Chenevert's salary increase reflected a "favorable overall assessment of performance," the compensation committee said in its annual report filed Feb. 26. But -- even after the 2009 increase -- his base salary was slightly below the median of peer group companies, which the committee said is appropriate due to Chenevert's relatively short tenure as CEO.
Chenevert, 52, became chief executive in April 2008.
The committee said Chenevert's bonus was "limited by the constraints of a substantially reduced bonus pool." About 74 percent of his compensation was in stock and options valued at $13.2 million the day they were granted in 2009.
Also included in the compensation was $1.3 million in a performance-based bonus that was down slightly and other compensation of $256,659 that included personal use of the company's plane, insurance premiums and vehicle lease payments.

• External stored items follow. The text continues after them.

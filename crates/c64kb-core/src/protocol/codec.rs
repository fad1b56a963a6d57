//! Binary codec for peripheral frames.
//!
//! Encoding is total: every [`Command`] has exactly one byte representation.
//!
//! ```text
//! Matrix        [col][row][shift]
//! Joystick      [mask][01][20|40]
//! Control       [op][00][80]
//! ShowMemory    [0E][00][80][len][addrLo][addrHi]
//! TransferChunk ([0C][00][80])? [len][addrLo][addrHi][payload...]
//! Finalize      [FF]
//! ```
//!
//! Addresses are little-endian, matching the 6502.
//!
//! There is no decode path on the peripheral side of this crate.  The
//! [`classify_frame`] helper exists for diagnostics (dry-run logging) and
//! only recognises the shapes produced by [`encode`].

use thiserror::Error;

use crate::protocol::command::{
    Command, HostOpcode, JoystickMapping, CONTROL_MARKER, FINALIZE_BYTE, JOYSTICK_MARKER,
};

/// Errors produced when inspecting a raw frame.
#[derive(Debug, Error, PartialEq)]
pub enum ProtocolError {
    /// The frame is shorter than its shape requires.
    #[error("insufficient data: need at least {needed} bytes, got {available}")]
    InsufficientData { needed: usize, available: usize },

    /// The frame carries the control marker but the opcode is not defined.
    #[error("unknown host opcode: 0x{0:02X}")]
    UnknownOpcode(u8),

    /// The frame matches none of the known shapes.
    #[error("malformed frame: {0}")]
    MalformedFrame(String),
}

// ── Encoding ──────────────────────────────────────────────────────────────────

/// Encodes a [`Command`] into the exact bytes written to the characteristic.
///
/// # Examples
///
/// ```rust
/// use c64kb_core::keymap::matrix::MatrixCode;
/// use c64kb_core::protocol::{encode, Command, HostOpcode};
///
/// let a = Command::Matrix(MatrixCode::plain(0xFD, 0xFB));
/// assert_eq!(encode(&a), vec![0xFD, 0xFB, 0x00]);
///
/// let reset = Command::Control(HostOpcode::Reset);
/// assert_eq!(encode(&reset), vec![0x14, 0x00, 0x80]);
/// ```
pub fn encode(command: &Command) -> Vec<u8> {
    match command {
        Command::Matrix(code) => code.to_bytes().to_vec(),

        Command::Joystick(signal) => {
            vec![signal.mask, JOYSTICK_MARKER, signal.mapping.selector()]
        }

        Command::Control(op) => control_prefix(*op).to_vec(),

        Command::ShowMemory { address, length } => {
            let mut buf = Vec::with_capacity(6);
            buf.extend_from_slice(&control_prefix(HostOpcode::ShowMemory));
            buf.push(*length);
            buf.extend_from_slice(&address.to_le_bytes());
            buf
        }

        Command::TransferChunk {
            with_header,
            address,
            payload,
        } => {
            let header_len = if *with_header { 3 } else { 0 };
            let mut buf = Vec::with_capacity(header_len + 3 + payload.len());
            if *with_header {
                buf.extend_from_slice(&control_prefix(HostOpcode::ReceiveData));
            }
            // The chunk planner never produces more than MAX_CHUNK_PAYLOAD bytes.
            buf.push(payload.len() as u8);
            buf.extend_from_slice(&address.to_le_bytes());
            buf.extend_from_slice(payload);
            buf
        }

        Command::Finalize => vec![FINALIZE_BYTE],
    }
}

fn control_prefix(op: HostOpcode) -> [u8; 3] {
    [op as u8, CONTROL_MARKER[0], CONTROL_MARKER[1]]
}

/// Formats a frame as space-separated uppercase hex, e.g. `FD FB 00`.
pub fn frame_to_hex(frame: &[u8]) -> String {
    frame
        .iter()
        .map(|b| format!("{b:02X}"))
        .collect::<Vec<_>>()
        .join(" ")
}

// ── Classification ────────────────────────────────────────────────────────────

/// Coarse description of a frame, used for logging.
#[derive(Debug, Clone, PartialEq, Eq)]
pub enum FrameKind {
    Matrix { column: u8, row: u8, shifted: bool },
    Joystick { mask: u8, mapping: JoystickMapping },
    Control(HostOpcode),
    ShowMemory { address: u16, length: u8 },
    /// A transfer chunk; `first` is set when the receive header is present.
    TransferChunk { first: bool, address: u16, length: u8 },
    Finalize,
}

/// Classifies a frame produced by [`encode`].
///
/// Transfer chunks without a header are ambiguous with matrix frames, so
/// anything longer than three bytes that is not a control frame is treated as
/// a continuation chunk.
///
/// # Errors
///
/// Returns [`ProtocolError`] when the frame is empty, truncated, or carries an
/// undefined opcode.
pub fn classify_frame(frame: &[u8]) -> Result<FrameKind, ProtocolError> {
    match frame {
        [] => Err(ProtocolError::InsufficientData {
            needed: 1,
            available: 0,
        }),
        [FINALIZE_BYTE] => Ok(FrameKind::Finalize),
        [op, 0x00, 0x80, rest @ ..] => classify_control(*op, rest),
        [mask, JOYSTICK_MARKER, selector] => {
            let mapping = match selector {
                0x20 => JoystickMapping::First,
                0x40 => JoystickMapping::Second,
                other => {
                    return Err(ProtocolError::MalformedFrame(format!(
                        "joystick selector 0x{other:02X}"
                    )))
                }
            };
            Ok(FrameKind::Joystick {
                mask: *mask,
                mapping,
            })
        }
        [column, row, shift @ (0x00 | 0x01)] => Ok(FrameKind::Matrix {
            column: *column,
            row: *row,
            shifted: *shift == 0x01,
        }),
        [length, lo, hi, payload @ ..] if !payload.is_empty() => {
            check_chunk_length(*length, payload.len())?;
            Ok(FrameKind::TransferChunk {
                first: false,
                address: u16::from_le_bytes([*lo, *hi]),
                length: *length,
            })
        }
        other => Err(ProtocolError::MalformedFrame(frame_to_hex(other))),
    }
}

fn classify_control(op: u8, params: &[u8]) -> Result<FrameKind, ProtocolError> {
    let opcode = HostOpcode::try_from(op).map_err(|()| ProtocolError::UnknownOpcode(op))?;
    match opcode {
        HostOpcode::ShowMemory => match params {
            [length, lo, hi] => Ok(FrameKind::ShowMemory {
                address: u16::from_le_bytes([*lo, *hi]),
                length: *length,
            }),
            _ => Err(ProtocolError::InsufficientData {
                needed: 6,
                available: 3 + params.len(),
            }),
        },
        HostOpcode::ReceiveData => match params {
            [length, lo, hi, payload @ ..] => {
                check_chunk_length(*length, payload.len())?;
                Ok(FrameKind::TransferChunk {
                    first: true,
                    address: u16::from_le_bytes([*lo, *hi]),
                    length: *length,
                })
            }
            _ => Err(ProtocolError::InsufficientData {
                needed: 6,
                available: 3 + params.len(),
            }),
        },
        _ if params.is_empty() => Ok(FrameKind::Control(opcode)),
        _ => Err(ProtocolError::MalformedFrame(format!(
            "{opcode} takes no parameters, got {}",
            params.len()
        ))),
    }
}

fn check_chunk_length(declared: u8, actual: usize) -> Result<(), ProtocolError> {
    if usize::from(declared) == actual {
        Ok(())
    } else {
        Err(ProtocolError::MalformedFrame(format!(
            "chunk length byte says {declared}, payload has {actual}"
        )))
    }
}

// ── Tests ─────────────────────────────────────────────────────────────────────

The Associated Press calculations of total pay include executives' salary, bonus, incentives, perks, above-market returns on deferred compensation and the estimated value of stock options and awards granted during the year. The calculations don't include changes in the present value of pension benefits, and they sometimes differ from the totals companies list in the summary compensation table of proxy statements filed with the SEC.
The compensation committee set the corporate earnings target at 100 percent of 2008 earnings per share.

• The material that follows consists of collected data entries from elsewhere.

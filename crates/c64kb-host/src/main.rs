//! c64kb entry point.
//!
//! Wires the terminal, the transport and the dispatch use case together and
//! runs one session until the operator presses Ctrl+C or the link fails.
//!
//! # Architecture
//!
//! ```text
//! main()
//!  └─ load_config() + CLI overrides
//!  └─ open_link()            -- BleTransport, or DryRunTransport
//!  └─ TerminalGuard::enter() -- raw mode for the session
//!  └─ TerminalInput::start() -- capture thread → KeyQueue
//!  └─ DispatchUseCase::run() -- until input closes or the link fails
//! ```

use std::io;
use std::path::PathBuf;
use std::sync::Arc;

use anyhow::Context;
use clap::Parser;
use tracing::{info, warn};
use tracing_subscriber::EnvFilter;
use uuid::Uuid;

use c64kb_host::application::dispatch::DispatchUseCase;
use c64kb_host::application::link::FrameTransport;
use c64kb_host::infrastructure::console::{print_help, CrlfWriter, KeyQueue};
use c64kb_host::infrastructure::input_capture::terminal::{TerminalGuard, TerminalInput};
use c64kb_host::infrastructure::input_capture::InputSource;
use c64kb_host::infrastructure::storage::config::{load_config, to_toml, AppConfig};
use c64kb_host::infrastructure::storage::program::FsProgramLoader;
use c64kb_host::infrastructure::transport::dry_run::DryRunTransport;

#[cfg(feature = "ble")]
use c64kb_host::infrastructure::transport::ble::BleTransport;

// ── CLI argument definitions ──────────────────────────────────────────────────

/// Type on a Bluetooth-attached C64 from the local keyboard.
///
/// Values given here override the configuration file.
#[derive(Debug, Parser)]
#[command(name = "c64kb", version)]
struct Cli {
    /// Configuration file to read instead of the platform default.
    #[arg(long, value_name = "PATH")]
    config: Option<PathBuf>,

    /// Bluetooth MAC address of the peripheral.
    #[arg(long, env = "C64KB_ADDRESS")]
    address: Option<String>,

    /// GATT characteristic UUID used for every exchange.
    #[arg(long, env = "C64KB_CHARACTERISTIC")]
    characteristic: Option<Uuid>,

    /// Log frames instead of sending them.
    #[arg(long)]
    dry_run: bool,

    /// Log level when `RUST_LOG` is not set.
    #[arg(long)]
    log_level: Option<String>,

    /// Print the effective configuration as TOML and exit.
    #[arg(long)]
    print_config: bool,
}

impl Cli {
    /// Applies the command-line overrides to `config`.
    fn apply(&self, config: &mut AppConfig) {
        if let Some(address) = &self.address {
            config.peripheral.address = address.clone();
        }
        if let Some(characteristic) = self.characteristic {
            config.peripheral.characteristic_uuid = characteristic;
        }
        if let Some(level) = &self.log_level {
            config.host.log_level = level.clone();
        }
    }
}

// ── Link selection ────────────────────────────────────────────────────────────

/// The transport chosen for this session.
enum Link {
    DryRun(Arc<DryRunTransport>),
    #[cfg(feature = "ble")]
    Ble(Arc<BleTransport>),
}

impl Link {
    fn transport(&self) -> Arc<dyn FrameTransport> {
        match self {
            Link::DryRun(t) => Arc::clone(t) as Arc<dyn FrameTransport>,
            #[cfg(feature = "ble")]
            Link::Ble(t) => Arc::clone(t) as Arc<dyn FrameTransport>,
        }
    }

    async fn close(&self) {
        match self {
            Link::DryRun(t) => info!("dry run finished after {} frame(s)", t.frame_count()),
            #[cfg(feature = "ble")]
            Link::Ble(t) => {
                if let Err(e) = t.disconnect().await {
                    warn!("disconnect failed: {e}");
                }
            }
        }
    }
}

#[cfg(feature = "ble")]
async fn open_link(cli: &Cli, config: &AppConfig) -> anyhow::Result<Link> {
    if cli.dry_run {
        return Ok(Link::DryRun(Arc::new(DryRunTransport::new())));
    }
    let peripheral = &config.peripheral;
    let transport = BleTransport::connect(
        &peripheral.address,
        peripheral.characteristic_uuid,
        peripheral.scan_timeout(),
    )
    .await
    .with_context(|| format!("failed to connect to {}", peripheral.address))?;
    Ok(Link::Ble(Arc::new(transport)))
}

#[cfg(not(feature = "ble"))]
async fn open_link(cli: &Cli, _config: &AppConfig) -> anyhow::Result<Link> {
    if !cli.dry_run {
        warn!("built without the `ble` feature; frames are only logged");
    }
    Ok(Link::DryRun(Arc::new(DryRunTransport::new())))
}

// ── Entry point ───────────────────────────────────────────────────────────────

#[tokio::main]
async fn main() -> anyhow::Result<()> {
    let cli = Cli::parse();

    let mut config = load_config(cli.config.as_deref()).context("failed to load configuration")?;
    cli.apply(&mut config);

    if cli.print_config {
        print!("{}", to_toml(&config)?);
        return Ok(());
    }

    // `RUST_LOG` wins over the configured level.  Log lines go to stderr and
    // need explicit carriage returns once the terminal is in raw mode.
    let level = config.host.log_level.clone();
    tracing_subscriber::fmt()
        .with_env_filter(EnvFilter::try_from_default_env().unwrap_or_else(|_| EnvFilter::new(level)))
        .with_writer(|| CrlfWriter::new(io::stderr()))
        .init();

    info!("c64kb {} starting", env!("CARGO_PKG_VERSION"));

    let link = open_link(&cli, &config).await?;
    let programs = Arc::new(FsProgramLoader::new(config.host.program_dir.clone()));
    let mut dispatcher = DispatchUseCase::new(link.transport(), programs);

    let guard = TerminalGuard::enter().context("failed to prepare the terminal")?;
    let mut out = CrlfWriter::new(io::stdout());
    print_help(&mut out).context("failed to write to the terminal")?;

    let input = TerminalInput::new();
    let keys = input.start().context("failed to start key capture")?;
    let mut operator = KeyQueue::new(keys, out);

    let result = dispatcher.run(&mut operator).await;

    input.stop();
    drop(guard);
    link.close().await;

    result.context("session ended by a link failure")?;
    info!("session ended");
    Ok(())
}

// ── Tests ─────────────────────────────────────────────────────────────────────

"In retrospect, this target was not realistic or achievable in an environment of global recession with extreme adverse impacts on the aerospace and construction sectors," the committee said.
Earnings in 2009 fell 18 percent from the previous year and revenue dropped 11 percent.
"However, UTC demonstrated strong relative performance and effective management response to deteriorating market conditions," the compensation committee said.
The decline in the Hartford-based company's per-share earnings was less than the average of for Dow Jones industrials and less than for a peer group of industrial companies, the committee said.
United Technologies maintained its dividend and the adjusted segment operating margin increased before restructuring and nonrecurring items, the company said. United Technologies responded effectively to the recession with cost reduction and restructuring programs, the committee said.
"In managing the immediate issues presented by the recession, Chenevert and his team maintained focus on the long-term growth and sustainability of UTC's businesses."